[What this task involves]: Each record must be output exactly and in full.

[Given records]:

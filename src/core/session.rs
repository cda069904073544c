use chrono::{DateTime, Local};
use serde::{Deserialize, Serialize};

#[derive(Debug, Clone, Copy, PartialEq, Eq, Serialize, Deserialize)]
#[serde(rename_all = "lowercase")]
pub enum Sender {
    User,
    Assistant,
}

/// One message in the session transcript
#[derive(Debug, Clone, PartialEq, Serialize, Deserialize)]
pub struct Turn {
    pub id: u64,
    pub text: String,
    pub sender: Sender,
    pub model_id: String,
    pub created_at: DateTime<Local>,
    /// Id of the user turn this turn answers; a user turn carries its own id
    pub correlation_id: u64,
    /// Set on assistant turns that stand in for a failed or timed-out response
    #[serde(default)]
    pub failed: bool,
}

impl Turn {
    pub fn is_user(&self) -> bool {
        self.sender == Sender::User
    }

    pub fn is_assistant(&self) -> bool {
        self.sender == Sender::Assistant
    }
}

/// Append-only transcript. Turns are never reordered or edited in place.
#[derive(Debug, Clone, Default)]
pub struct SessionLog {
    turns: Vec<Turn>,
}

impl SessionLog {
    pub fn new() -> Self {
        Self::default()
    }

    pub(crate) fn append(&mut self, turn: Turn) -> &Turn {
        self.turns.push(turn);
        &self.turns[self.turns.len() - 1]
    }

    pub fn snapshot(&self) -> &[Turn] {
        &self.turns
    }

    pub fn len(&self) -> usize {
        self.turns.len()
    }

    pub fn is_empty(&self) -> bool {
        self.turns.is_empty()
    }

    pub fn get(&self, id: u64) -> Option<&Turn> {
        self.turns.iter().find(|t| t.id == id)
    }

    /// Assistant turn answering the user turn `correlation_id`, if any
    pub fn reply_to(&self, correlation_id: u64) -> Option<&Turn> {
        self.turns
            .iter()
            .find(|t| t.is_assistant() && t.correlation_id == correlation_id)
    }
}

[Task solution]:
filename src/core/session.rs
repository cda069904073544c
use chrono::{DateTime, Local};
use serde::{Deserialize, Serialize};

#[derive(Debug, Clone, Copy, PartialEq, Eq, Serialize, Deserialize)]
#[serde(rename_all = "lowercase")]
pub enum Sender {
    User,
    Assistant,
}

/// One message in the session transcript
#[derive(Debug, Clone, PartialEq, Serialize, Deserialize)]
pub struct Turn {
    pub id: u64,
    pub text: String,
    pub sender: Sender,
    pub model_id: String,
    pub created_at: DateTime<Local>,
    /// Id of the user turn this turn answers; a user turn carries its own id
    pub correlation_id: u64,
    /// Set on assistant turns that stand in for a failed or timed-out response
    #[serde(default)]
    pub failed: bool,
}

impl Turn {
    pub fn is_user(&self) -> bool {
        self.sender == Sender::User
    }

    pub fn is_assistant(&self) -> bool {
        self.sender == Sender::Assistant
    }
}

/// Append-only transcript. Turns are never reordered or edited in place.
#[derive(Debug, Clone, Default)]
pub struct SessionLog {
    turns: Vec<Turn>,
}

impl SessionLog {
    pub fn new() -> Self {
        Self::default()
    }

    pub(crate) fn append(&mut self, turn: Turn) -> &Turn {
        self.turns.push(turn);
        &self.turns[self.turns.len() - 1]
    }

    pub fn snapshot(&self) -> &[Turn] {
        &self.turns
    }

    pub fn len(&self) -> usize {
        self.turns.len()
    }

    pub fn is_empty(&self) -> bool {
        self.turns.is_empty()
    }

    pub fn get(&self, id: u64) -> Option<&Turn> {
        self.turns.iter().find(|t| t.id == id)
    }

    /// Assistant turn answering the user turn `correlation_id`, if any
    pub fn reply_to(&self, correlation_id: u64) -> Option<&Turn> {
        self.turns
            .iter()
            .find(|t| t.is_assistant() && t.correlation_id == correlation_id)
    }
}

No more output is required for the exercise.